Exercise details:
Please copy each line of the records below that holds the word "PySpark".

Provided data:
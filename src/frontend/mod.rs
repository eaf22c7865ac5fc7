mod nav;
mod observe;
mod stream;
mod typing;

use web_sys::{window, MouseEvent};
use yew::prelude::*;

const CONSOLE_BANNER: &str = "> Pipeline Status: OPERATIONAL\n> Data Integrity: 99.9%\n> Welcome to my portfolio!";

fn prefers_reduced_motion() -> bool {
    window()
        .and_then(|w| {
            w.match_media("(prefers-reduced-motion: reduce)")
                .ok()
                .flatten()
        })
        .map(|mq| mq.matches())
        .unwrap_or(false)
}

fn set_body_scroll_locked(locked: bool) {
    let Some(body) = window().and_then(|w| w.document()).and_then(|d| d.body()) else {
        return;
    };

    let style = body.style();
    if locked {
        let _ = style.set_property("overflow", "hidden");
    } else {
        let _ = style.remove_property("overflow");
    }
}

// Fixed startup order: navigation, typing, reveals, skill bars, background
// decorations, counters, pipeline nodes. Every initializer is a no-op when
// its target elements are missing.
fn init_page() {
    let Some(document) = window().and_then(|w| w.document()) else {
        return;
    };
    let reduced_motion = prefers_reduced_motion();

    nav::init(&document);
    typing::init(&document, reduced_motion);
    observe::init_reveals(&document);
    observe::init_skill_bars(&document);
    if !reduced_motion {
        stream::init_particles(&document);
        stream::init_binary_rain(&document);
        stream::init_flow_lines(&document);
    }
    observe::init_counters(&document);
    if !reduced_motion {
        stream::init_pipeline_nodes(&document);
    }

    web_sys::console::log_1(&CONSOLE_BANNER.into());
}

#[derive(Properties, PartialEq)]
struct SkillProps {
    name: AttrValue,
    progress: AttrValue,
}

#[function_component(Skill)]
fn skill(props: &SkillProps) -> Html {
    html! {
        <div class="skill-item" data-aos="fade-up">
            <div class="skill-header">
                <span class="skill-name">{props.name.clone()}</span>
                <span class="skill-percent">{format!("{}%", props.progress)}</span>
            </div>
            <div class="skill-bar">
                <div class="skill-progress" data-progress={props.progress.clone()}></div>
            </div>
        </div>
    }
}

#[derive(Properties, PartialEq)]
struct HighlightProps {
    count: AttrValue,
    #[prop_or_default]
    suffix: AttrValue,
    #[prop_or_default]
    decimal: bool,
    label: AttrValue,
}

#[function_component(Highlight)]
fn highlight(props: &HighlightProps) -> Html {
    html! {
        <div class="highlight-card" data-aos="fade-up">
            <span
                class="highlight-number"
                data-count={props.count.clone()}
                data-suffix={props.suffix.clone()}
                data-decimal={props.decimal.to_string()}
            >
                {"0"}
            </span>
            <span class="highlight-label">{props.label.clone()}</span>
        </div>
    }
}

#[function_component(App)]
fn app() -> Html {
    let menu_open = use_state(|| false);

    {
        use_effect_with((), move |_| {
            init_page();
            || ()
        });
    }

    let on_toggle_menu = {
        let menu_open = menu_open.clone();
        Callback::from(move |_: MouseEvent| {
            let next = !*menu_open;
            set_body_scroll_locked(next);
            menu_open.set(next);
        })
    };

    let on_nav_link = {
        let menu_open = menu_open.clone();
        Callback::from(move |_: MouseEvent| {
            set_body_scroll_locked(false);
            menu_open.set(false);
        })
    };

    let nav_link = |href: &'static str, label: &'static str| {
        html! {
            <li>
                <a class="nav-link" href={href} onclick={on_nav_link.clone()}>{label}</a>
            </li>
        }
    };

    html! {
        <>
            <nav id="navbar" class="navbar">
                <div class="nav-inner">
                    <a class="nav-logo" href="#home">{"aarav@pipeline:~$"}</a>
                    <button
                        id="nav-toggle"
                        type="button"
                        class={classes!("nav-toggle", menu_open.then_some("active"))}
                        aria-label="Toggle navigation menu"
                        aria-expanded={menu_open.to_string()}
                        onclick={on_toggle_menu}
                    >
                        <span class="nav-toggle-bar"></span>
                        <span class="nav-toggle-bar"></span>
                        <span class="nav-toggle-bar"></span>
                    </button>
                    <ul id="nav-menu" class={classes!("nav-menu", menu_open.then_some("active"))}>
                        {nav_link("#home", "Home")}
                        {nav_link("#about", "About")}
                        {nav_link("#skills", "Skills")}
                        {nav_link("#projects", "Projects")}
                        {nav_link("#contact", "Contact")}
                    </ul>
                </div>
            </nav>

            <section id="home" class="hero">
                <div id="data-stream" class="data-stream" aria-hidden="true"></div>
                <div class="hero-content">
                    <p class="hero-greeting">{"Hi, I'm"}</p>
                    <h1 class="hero-name">{"Aarav Shah"}</h1>
                    <p class="hero-title">
                        <span id="typed-title" class="typed-title"></span>
                        <span class="typed-cursor" aria-hidden="true">{"|"}</span>
                    </p>
                    <p class="hero-subtitle">
                        {"I build resilient data pipelines that turn raw events into decisions."}
                    </p>
                    <div class="hero-actions">
                        <a class="button primary" href="#projects">{"View Work"}</a>
                        <a class="button ghost" href="#contact">{"Get in Touch"}</a>
                    </div>
                </div>
            </section>

            <section id="about" class="section about">
                <h2 class="section-heading" data-aos="fade-up">{"About"}</h2>
                <p class="section-copy" data-aos="fade-up">
                    {"Data engineer focused on high-volume batch and streaming pipelines: \
                      PySpark jobs on AWS Glue, orchestration with Airflow, and warehouse \
                      modeling in Redshift. I care about reliability first and query \
                      latency second."}
                </p>
                <div class="highlight-grid">
                    <Highlight count="3" suffix="+" label="Years of experience" />
                    <Highlight count="300" suffix="M+" label="Rows processed" />
                    <Highlight count="99.9" suffix="%" decimal=true label="Pipeline reliability" />
                    <Highlight count="850000" suffix="+" label="Events ingested daily" />
                </div>
            </section>

            <section id="skills" class="section skills">
                <h2 class="section-heading" data-aos="fade-up">{"Skills"}</h2>
                <div class="skill-grid">
                    <Skill name="PySpark" progress="95" />
                    <Skill name="SQL" progress="90" />
                    <Skill name="AWS Glue" progress="88" />
                    <Skill name="Airflow" progress="85" />
                    <Skill name="Redshift" progress="82" />
                    <Skill name="Kafka" progress="78" />
                </div>
            </section>

            <section id="projects" class="section projects">
                <h2 class="section-heading" data-aos="fade-up">{"Projects"}</h2>
                <div class="project-grid">
                    <article class="project-card" data-aos="fade-up">
                        <h3>{"Clickstream Lakehouse"}</h3>
                        <p>
                            {"Kafka-to-S3 ingestion with hourly PySpark compaction; \
                              300M+ rows a day landing as query-ready Parquet."}
                        </p>
                        <ul class="project-tags">
                            <li>{"Kafka"}</li>
                            <li>{"PySpark"}</li>
                            <li>{"S3"}</li>
                        </ul>
                    </article>
                    <article class="project-card" data-aos="fade-up">
                        <h3>{"Warehouse Reliability Suite"}</h3>
                        <p>
                            {"Airflow DAG health checks and data-quality gates that \
                              took pipeline reliability from 97.1% to 99.9%."}
                        </p>
                        <ul class="project-tags">
                            <li>{"Airflow"}</li>
                            <li>{"Redshift"}</li>
                            <li>{"dbt"}</li>
                        </ul>
                    </article>
                    <article class="project-card" data-aos="fade-up">
                        <h3>{"Glue Cost Optimizer"}</h3>
                        <p>
                            {"Job-level DPU right-sizing from CloudWatch metrics; \
                              cut monthly Glue spend by a third."}
                        </p>
                        <ul class="project-tags">
                            <li>{"AWS Glue"}</li>
                            <li>{"CloudWatch"}</li>
                            <li>{"Python"}</li>
                        </ul>
                    </article>
                </div>
            </section>

            <section id="contact" class="section contact">
                <h2 class="section-heading" data-aos="fade-up">{"Contact"}</h2>
                <p class="section-copy" data-aos="fade-up">
                    {"Open to data platform roles and interesting pipeline problems."}
                </p>
                <div class="contact-links" data-aos="fade-up">
                    <a class="button primary" href="mailto:aarav@example.com">{"Email"}</a>
                    <a class="button ghost" href="https://github.com/aaravshah" target="_blank" rel="noopener noreferrer">{"GitHub"}</a>
                    <a class="button ghost" href="https://www.linkedin.com/in/aaravshah" target="_blank" rel="noopener noreferrer">{"LinkedIn"}</a>
                </div>
            </section>

            <footer class="footer">
                <p>{"Built with Rust + WebAssembly. No trackers, just pipelines."}</p>
            </footer>
        </>
    }
}

pub fn run() {
    yew::Renderer::<App>::with_root(
        window()
            .and_then(|w| w.document())
            .and_then(|d| d.get_element_by_id("app"))
            .expect("missing #app mount point"),
    )
    .render();
}
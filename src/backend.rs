use axum::{routing::get, Router};
use std::cmp::Ordering;
use std::path::PathBuf;
use std::time::{SystemTime, UNIX_EPOCH};
use tower_http::services::{ServeDir, ServeFile};

const DEFAULT_PORT: u16 = 8080;
const DEFAULT_STATIC_DIR: &str = "dist";
const DEFAULT_LOG_LEVEL: LogLevel = LogLevel::Info;

#[derive(Clone, Copy, PartialEq, Eq)]
enum LogLevel {
    Debug,
    Info,
}

impl PartialOrd for LogLevel {
    fn partial_cmp(&self, other: &Self) -> Option<Ordering> {
        Some(self.cmp(other))
    }
}

impl Ord for LogLevel {
    fn cmp(&self, other: &Self) -> Ordering {
        fn rank(level: LogLevel) -> u8 {
            match level {
                LogLevel::Debug => 0,
                LogLevel::Info => 1,
            }
        }

        rank(*self).cmp(&rank(*other))
    }
}

impl LogLevel {
    fn as_str(self) -> &'static str {
        match self {
            Self::Debug => "debug",
            Self::Info => "info",
        }
    }
}

#[derive(Clone)]
struct RuntimeConfig {
    port: u16,
    static_dir: PathBuf,
    log_level: LogLevel,
}

impl RuntimeConfig {
    fn from_env() -> Self {
        let port = std::env::var("PORT")
            .ok()
            .and_then(|value| value.trim().parse::<u16>().ok())
            .filter(|value| *value != 0)
            .unwrap_or(DEFAULT_PORT);
        let static_dir = parse_env_non_empty_string("STATIC_DIR")
            .map(PathBuf::from)
            .unwrap_or_else(|| PathBuf::from(DEFAULT_STATIC_DIR));
        let log_level = parse_log_level("LOG_LEVEL", DEFAULT_LOG_LEVEL);

        Self {
            port,
            static_dir,
            log_level,
        }
    }
}

pub async fn run() -> Result<(), Box<dyn std::error::Error>> {
    let config = RuntimeConfig::from_env();
    let bind_address = format!("0.0.0.0:{}", config.port);

    let index_path = config.static_dir.join("index.html");
    let static_service =
        ServeDir::new(&config.static_dir).not_found_service(ServeFile::new(index_path));

    let app = Router::new()
        .route("/healthz", get(healthz))
        .fallback_service(static_service);

    log_event(
        &config,
        LogLevel::Info,
        "server_start",
        serde_json::json!({
            "port": config.port,
            "static_dir": config.static_dir.display().to_string(),
        }),
    );

    let listener = tokio::net::TcpListener::bind(&bind_address).await?;
    axum::serve(listener, app).await?;
    Ok(())
}

async fn healthz() -> &'static str {
    "ok"
}

fn parse_env_non_empty_string(name: &str) -> Option<String> {
    std::env::var(name)
        .ok()
        .map(|value| value.trim().to_string())
        .filter(|value| !value.is_empty())
}

fn parse_log_level(name: &str, default: LogLevel) -> LogLevel {
    match parse_env_non_empty_string(name)
        .unwrap_or_else(|| default.as_str().to_string())
        .to_ascii_lowercase()
        .as_str()
    {
        "debug" => LogLevel::Debug,
        "info" => LogLevel::Info,
        _ => default,
    }
}

fn log_event(config: &RuntimeConfig, level: LogLevel, event: &str, fields: serde_json::Value) {
    if level < config.log_level {
        return;
    }

    let mut payload = serde_json::Map::new();
    payload.insert(
        "ts".to_string(),
        serde_json::Value::Number(serde_json::Number::from(now_unix_seconds())),
    );
    payload.insert(
        "level".to_string(),
        serde_json::Value::String(level.as_str().to_string()),
    );
    payload.insert(
        "event".to_string(),
        serde_json::Value::String(event.to_string()),
    );

    if let serde_json::Value::Object(extra) = fields {
        for (key, value) in extra {
            payload.insert(key, value);
        }
    }

    println!("{}", serde_json::Value::Object(payload));
}

fn now_unix_seconds() -> u64 {
    SystemTime::now()
        .duration_since(UNIX_EPOCH)
        .map(|value| value.as_secs())
        .unwrap_or(0)
}
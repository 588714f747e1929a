//! # shipeval-agents
//!
//! The role-specialized agents of the evaluation pipeline:
//!
//! - `Questioner` — emits the beneficiary's turns (scripted by default,
//!   LLM paraphrase only when the scenario allows it)
//! - `Extractor`  — decomposes a target response into atomic claims
//! - `Verifier`   — one independent judge ruling claims against the key
//! - `adjudicate` — pure reduction of N judges' verdicts per claim
//!
//! Each LLM-backed agent owns a versioned system prompt and a strict JSON
//! output schema. Roles are never combined in a single call, and no agent
//! sees more than its declared input. The fifth role, the Scorer, is a
//! pure rule engine and lives in `shipeval-scoring`.

pub mod adjudicator;
pub mod coerce;
pub mod extractor;
pub mod prompts;
pub mod questioner;
pub mod verifier;

pub use adjudicator::adjudicate;
pub use coerce::extract_json;
pub use extractor::Extractor;
pub use questioner::{substitute_placeholders, EmittedTurn, Questioner};
pub use verifier::Verifier;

Written solution:
                      PySpark jobs on AWS Glue, orchestration with Airflow, and warehouse \
                    <Skill name="PySpark" progress="95" />
                            {"Kafka-to-S3 ingestion with hourly PySpark compaction; \
                            <li>{"PySpark"}</li>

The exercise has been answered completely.